II. Findos os articulados, foi proferido despacho saneador, tendo sido selecionada a matéria de facto considerada assente com enunciação dos temas de prova e, no prosseguimento dos autos veio a ser proferida sentença em cujo dipositivo se lê:

“Assim sendo, e tendo em conta os considerandos tecidos, decide-se julgar totalmente improcedente a ação e, em consequência, decide-se absolver as rés “A... – Companhia de Seguros, S.A.”, e B..., SA, de todo o peticionado”.


***

III – Inconformado veio a sinistrada apelar, alegando e concluindo:

(…).


+

Respondeu o B..., concluído:

(…).


+

O Exmº PGA emitiu fundamentado parecer no sentido de que “como se decidiu no citado Acórdão de 9/02/2024, também aqui, por deficiência e também falta de fundamentação, face ao disposto no artigo 662º, n.º 2, al. c) do CPC, deve ser anulada a sentença, a fim do Tribunal a quo fundamentar devidamente a matéria de facto, designadamente, os factos impugnados pela recorrente”, devendo “a decisão proferida ser mantida nos seus precisos termos”.

+

Ambas as partes apresentaram resposta a este parecer.

***

IV – A 1ª instância considerou provados os seguintes factos[1]:

Factos alegados na petição inicial:

1) A sinistrada (ora A.) nasceu a ../../1992.

2) No dia 28 de Maio de 2022, pelas 07:45 horas, na ..., a sinistrada, ora A., estava na secção do talho, na Rua ..., ..., ... ..., a cortar um cabrito, com um cutelo, tendo com aquele, feito um corte do polegar esquerdo.

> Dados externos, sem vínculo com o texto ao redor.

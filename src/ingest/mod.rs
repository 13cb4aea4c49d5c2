//! Upstream data sources.
//!
//! - `airnow`: AirNow current observations by lat/long

pub mod airnow;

3) O acidente ocorreu quando a sinistrada estava a trabalhar sob as ordens, direção e fiscalização da sua entidade empregadora, B..., SA, NIF ...93, com sede na Rua ..., ... ..., no estabelecimento supra identificado em 2, em execução de um contrato de trabalho com esta celebrado.

4) À data do acidente a sinistrada tinha a categoria profissional de cortadora de carne e auferia a remuneração base mensal de € 740,00 x 14 meses, acrescida de € 5,40 x 242 dias de subsídio de alimentação, e ainda outro subsídio no montante de € 169,34 x 12 meses, a que corresponde a retribuição anual ilíquida de € 13.698,88.

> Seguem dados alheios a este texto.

//! Training entry points.
//!
//! Baselines are fitted on the full daily-aggregate history. The forest is
//! fitted on engineered features and evaluated against the persistence
//! baseline (`target ≈ lag1`) on a held-out split.

use rand::SeedableRng;
use rand::rngs::StdRng;
use rand::seq::SliceRandom;

use crate::error::{ForecastError, Result};
use crate::features::{self, TrainingRow};
use crate::logging::{self, Component};
use crate::model::DailyAggregate;

use super::Forecaster;
use super::forest::{FeatureRow, ForestModel, ForestParams};

/// Below this many feature rows there is no separate test set.
pub const MIN_ROWS_FOR_SPLIT: usize = 20;

pub const TEST_FRACTION: f64 = 0.2;

#[derive(Debug, Clone, Copy, PartialEq, Eq)]
pub enum NaiveStrategy {
    Persistence,
    Mean,
}

#[derive(Debug, Clone, PartialEq, Eq)]
pub enum EvaluationSplit {
    Holdout { train_rows: usize, test_rows: usize },
    /// Too few rows to hold any out: trained and scored on the same rows.
    FullSet { rows: usize },
}

#[derive(Debug, Clone, PartialEq)]
pub struct TrainingReport {
    pub feature_rows: usize,
    pub split: EvaluationSplit,
    pub baseline_mae: f64,
    pub model_mae: f64,
}

impl TrainingReport {
    /// True when the scores come from the training rows themselves.
    pub fn evaluated_in_sample(&self) -> bool {
        matches!(self.split, EvaluationSplit::FullSet { .. })
    }
}

pub fn mean_absolute_error(actual: &[f64], predicted: &[f64]) -> f64 {
    if actual.is_empty() {
        return 0.0;
    }
    let total: f64 = actual
        .iter()
        .zip(predicted)
        .map(|(a, p)| (a - p).abs())
        .sum();
    total / actual.len() as f64
}

/// Shuffled train/test index split. The test set holds
/// `ceil(n * test_fraction)` rows.
pub fn split_indices(n: usize, test_fraction: f64, seed: u64) -> (Vec<usize>, Vec<usize>) {
    let mut indices: Vec<usize> = (0..n).collect();
    let mut rng = StdRng::seed_from_u64(seed);
    indices.shuffle(&mut rng);

    let n_test = ((n as f64) * test_fraction).ceil() as usize;
    let test = indices.split_off(n.saturating_sub(n_test));
    (indices, test)
}

pub fn train_baseline(history: &[DailyAggregate], strategy: NaiveStrategy) -> Result<Forecaster> {
    let mut model = match strategy {
        NaiveStrategy::Persistence => Forecaster::persistence(),
        NaiveStrategy::Mean => Forecaster::mean(),
    };
    model.fit(history)?;
    Ok(model)
}

fn columns(rows: &[&TrainingRow]) -> (Vec<FeatureRow>, Vec<f64>) {
    let x = rows.iter().map(|r| r.features.to_array()).collect();
    let y = rows.iter().map(|r| r.target).collect();
    (x, y)
}

/// Builds features, fits the forest, and scores it against persistence.
pub fn train_forest(
    history: &[DailyAggregate],
    params: ForestParams,
) -> Result<(Forecaster, TrainingReport)> {
    let table = features::build_training_table(history);
    if table.is_empty() {
        return Err(ForecastError::EmptyTrainingSet);
    }
    let n_rows = table.len();
    logging::info(
        Component::Model,
        None,
        &format!("Feature rows available for modeling: {}", n_rows),
    );

    let (train, test, split): (Vec<&TrainingRow>, Vec<&TrainingRow>, EvaluationSplit) =
        if n_rows < MIN_ROWS_FOR_SPLIT {
            logging::warn(
                Component::Model,
                None,
                "Very few rows for training. Training on all data without train/test split.",
            );
            let all: Vec<&TrainingRow> = table.iter().collect();
            (all.clone(), all, EvaluationSplit::FullSet { rows: n_rows })
        } else {
            let (train_idx, test_idx) = split_indices(n_rows, TEST_FRACTION, params.seed);
            let split = EvaluationSplit::Holdout {
                train_rows: train_idx.len(),
                test_rows: test_idx.len(),
            };
            (
                train_idx.iter().map(|&i| &table[i]).collect(),
                test_idx.iter().map(|&i| &table[i]).collect(),
                split,
            )
        };

    let (x_train, y_train) = columns(&train);
    let (x_test, y_test) = columns(&test);

    let baseline: Vec<f64> = test.iter().map(|r| r.features.lag1).collect();
    let baseline_mae = mean_absolute_error(&y_test, &baseline);

    let forest = ForestModel::fit(&x_train, &y_train, params)?;
    let model_mae = mean_absolute_error(&y_test, &forest.predict(&x_test));

    logging::info(
        Component::Model,
        None,
        &format!(
            "Baseline (persistence) MAE: {:.3}, RandomForest MAE: {:.3}",
            baseline_mae, model_mae
        ),
    );

    let report = TrainingReport {
        feature_rows: n_rows,
        split,
        baseline_mae,
        model_mae,
    };
    Ok((Forecaster::RandomForest(forest), report))
}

5) A entidade empregadora tinha a responsabilidade civil emergente de acidente de trabalho da sinistrada transferida para a companhia de seguros suprarreferida, pela apólice nº ...17, e em função da retribuição atrás referida.

6). Do acidente resultaram para a sinistrada, direta e necessariamente, as lesões examinadas e descritas nos autos de fls. 26 e 38 do Apenso B, aqui dados por reproduzidos.

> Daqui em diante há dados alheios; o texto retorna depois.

//! Service configuration.
//!
//! A single [`Config`] is built at process start, either from the
//! environment (with `.env` support via `dotenv`) or from a TOML file, and
//! then passed by reference to every component. Nothing reads the
//! environment after startup.

use std::path::{Path, PathBuf};
use std::str::FromStr;

use serde::Deserialize;

use crate::alert::thresholds::DEFAULT_ALERT_THRESHOLD;
use crate::error::{ForecastError, Result};
use crate::logging::LogLevel;

/// Identifier written to `forecasts.model_name` unless overridden.
pub const DEFAULT_MODEL_NAME: &str = "baseline_persistence_v1";

/// Where `train` writes and `forecast` reads the model artifact.
pub const DEFAULT_MODEL_PATH: &str = "models/aqi_baseline_model.json";

pub const DEFAULT_ALERTS_LOG_PATH: &str = "logs/alerts.log";

/// Values shipped in example `.env` files that must never reach the API.
const API_KEY_PLACEHOLDERS: &[&str] = &["YOUR_AIRNOW_API_KEY_HERE", "REPLACE_ME"];

// ---------------------------------------------------------------------------
// Database settings
// ---------------------------------------------------------------------------

#[derive(Debug, Clone, PartialEq, Deserialize)]
#[serde(default)]
pub struct DatabaseSettings {
    pub user: String,
    pub password: String,
    pub host: String,
    pub port: u16,
    pub name: String,
    /// Full connection URL. When set, the individual fields are ignored.
    pub url: Option<String>,
}

impl Default for DatabaseSettings {
    fn default() -> Self {
        DatabaseSettings {
            user: "postgres".to_string(),
            password: String::new(),
            host: "localhost".to_string(),
            port: 5433,
            name: "aqi_db".to_string(),
            url: None,
        }
    }
}

impl DatabaseSettings {
    /// Connection string accepted by `postgres::Client::connect`.
    pub fn connection_string(&self) -> String {
        if let Some(url) = &self.url {
            return url.clone();
        }
        format!(
            "host={} port={} user={} password={} dbname={}",
            quote_conn_value(&self.host),
            self.port,
            quote_conn_value(&self.user),
            quote_conn_value(&self.password),
            quote_conn_value(&self.name),
        )
    }
}

/// Quotes a value for the libpq key/value connection format.
fn quote_conn_value(value: &str) -> String {
    let escaped = value.replace('\\', "\\\\").replace('\'', "\\'");
    format!("'{}'", escaped)
}

// ---------------------------------------------------------------------------
// Service configuration
// ---------------------------------------------------------------------------

#[derive(Debug, Clone, PartialEq, Deserialize)]
#[serde(default)]
pub struct Config {
    pub database: DatabaseSettings,
    pub airnow_api_key: Option<String>,
    pub model_path: PathBuf,
    pub model_name: String,
    pub alert_threshold: i32,
    pub alerts_log_path: PathBuf,
    pub log_level: String,
    pub log_file: Option<PathBuf>,
}

impl Default for Config {
    fn default() -> Self {
        Config {
            database: DatabaseSettings::default(),
            airnow_api_key: None,
            model_path: PathBuf::from(DEFAULT_MODEL_PATH),
            model_name: DEFAULT_MODEL_NAME.to_string(),
            alert_threshold: DEFAULT_ALERT_THRESHOLD,
            alerts_log_path: PathBuf::from(DEFAULT_ALERTS_LOG_PATH),
            log_level: "info".to_string(),
            log_file: None,
        }
    }
}

impl Config {
    /// Loads `.env` (if present) and reads settings from the process
    /// environment.
    pub fn from_env() -> Result<Self> {
        dotenv::dotenv().ok();
        Self::from_lookup(|key| std::env::var(key).ok())
    }

    /// Builds a config from an arbitrary key lookup. Unset keys keep their
    /// defaults; empty values count as unset.
    pub fn from_lookup<F>(lookup: F) -> Result<Self>
    where
        F: Fn(&str) -> Option<String>,
    {
        let get = |key: &str| lookup(key).filter(|v| !v.trim().is_empty());
        let mut config = Config::default();

        if let Some(v) = get("DB_USER") {
            config.database.user = v;
        }
        if let Some(v) = get("DB_PASSWORD") {
            config.database.password = v;
        }
        if let Some(v) = get("DB_HOST") {
            config.database.host = v;
        }
        if let Some(v) = get("DB_PORT") {
            config.database.port = parse_setting("DB_PORT", &v)?;
        }
        if let Some(v) = get("DB_NAME") {
            config.database.name = v;
        }
        config.database.url = get("DATABASE_URL");
        config.airnow_api_key = get("AIRNOW_API_KEY");

        if let Some(v) = get("MODEL_PATH") {
            config.model_path = PathBuf::from(v);
        }
        if let Some(v) = get("MODEL_NAME") {
            config.model_name = v;
        }
        if let Some(v) = get("ALERT_THRESHOLD") {
            config.alert_threshold = parse_setting("ALERT_THRESHOLD", &v)?;
        }
        if let Some(v) = get("ALERTS_LOG_PATH") {
            config.alerts_log_path = PathBuf::from(v);
        }
        if let Some(v) = get("LOG_LEVEL") {
            config.log_level = v;
        }
        config.log_file = get("LOG_FILE").map(PathBuf::from);

        config.validate()?;
        Ok(config)
    }

    pub fn from_toml_str(s: &str) -> Result<Self> {
        let config: Config = toml::from_str(s)?;
        config.validate()?;
        Ok(config)
    }

    pub fn from_toml_file(path: &Path) -> Result<Self> {
        let contents = std::fs::read_to_string(path)?;
        Self::from_toml_str(&contents)
    }

    fn validate(&self) -> Result<()> {
        if self.model_name.trim().is_empty() {
            return Err(ForecastError::Configuration(
                "model_name must not be empty".to_string(),
            ));
        }
        self.min_log_level()?;
        self.log_file_str()?;
        Ok(())
    }

    /// `log_file` as UTF-8, which the logger needs. A non-UTF-8 path is a
    /// configuration error rather than silently disabling file logging.
    pub fn log_file_str(&self) -> Result<Option<&str>> {
        match &self.log_file {
            None => Ok(None),
            Some(path) => path.to_str().map(Some).ok_or_else(|| {
                ForecastError::Configuration(format!(
                    "LOG_FILE is not valid UTF-8: {}",
                    path.display()
                ))
            }),
        }
    }

    pub fn min_log_level(&self) -> Result<LogLevel> {
        LogLevel::from_str(&self.log_level).map_err(ForecastError::Configuration)
    }

    /// The AirNow API key, rejecting unset and placeholder values.
    pub fn airnow_api_key(&self) -> Result<&str> {
        match self.airnow_api_key.as_deref().map(str::trim) {
            Some(key) if !key.is_empty() && !API_KEY_PLACEHOLDERS.contains(&key) => Ok(key),
            _ => Err(ForecastError::Configuration(
                "AIRNOW_API_KEY is not set or is a placeholder. Set it in your .env file."
                    .to_string(),
            )),
        }
    }

    /// Printable summary of the database target. The password is never shown.
    pub fn summary(&self) -> String {
        match &self.database.url {
            Some(_) => "Database settings:\n  DATABASE_URL = (set)".to_string(),
            None => format!(
                "Database settings:\n  DB_USER = {}\n  DB_HOST = {}\n  DB_PORT = {}\n  DB_NAME = {}",
                self.database.user, self.database.host, self.database.port, self.database.name
            ),
        }
    }
}

fn parse_setting<T: FromStr>(key: &str, value: &str) -> Result<T> {
    value.trim().parse().map_err(|_| {
        ForecastError::Configuration(format!("{} has an invalid value: '{}'", key, value))
    })
}

// ---------------------------------------------------------------------------
// Tests
// ---------------------------------------------------------------------------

7) No referido Apenso, foi arbitrada à sinistrada uma incapacidade permanente parcial (IPP) de 5,91%, desde 28.12.2023.

8) A sinistrada não está paga das indemnizações devidas a título de incapacidades temporárias.

9) A sinistrada despendeu €100,00 (50,00 cada viagem) com transportes nas suas deslocações obrigatórias a este Juízo do Trabalho para realização de perícia médica e atos judiciais, cujo pagamento reclama.

10) A sinistrada despendeu pelo menos a quantia de € 250,00, a título de despesas com transportes em deslocações para tratamentos e consultas médicas, no âmbito da assistência medica recebida na sequência do supra referido acidente de trabalho.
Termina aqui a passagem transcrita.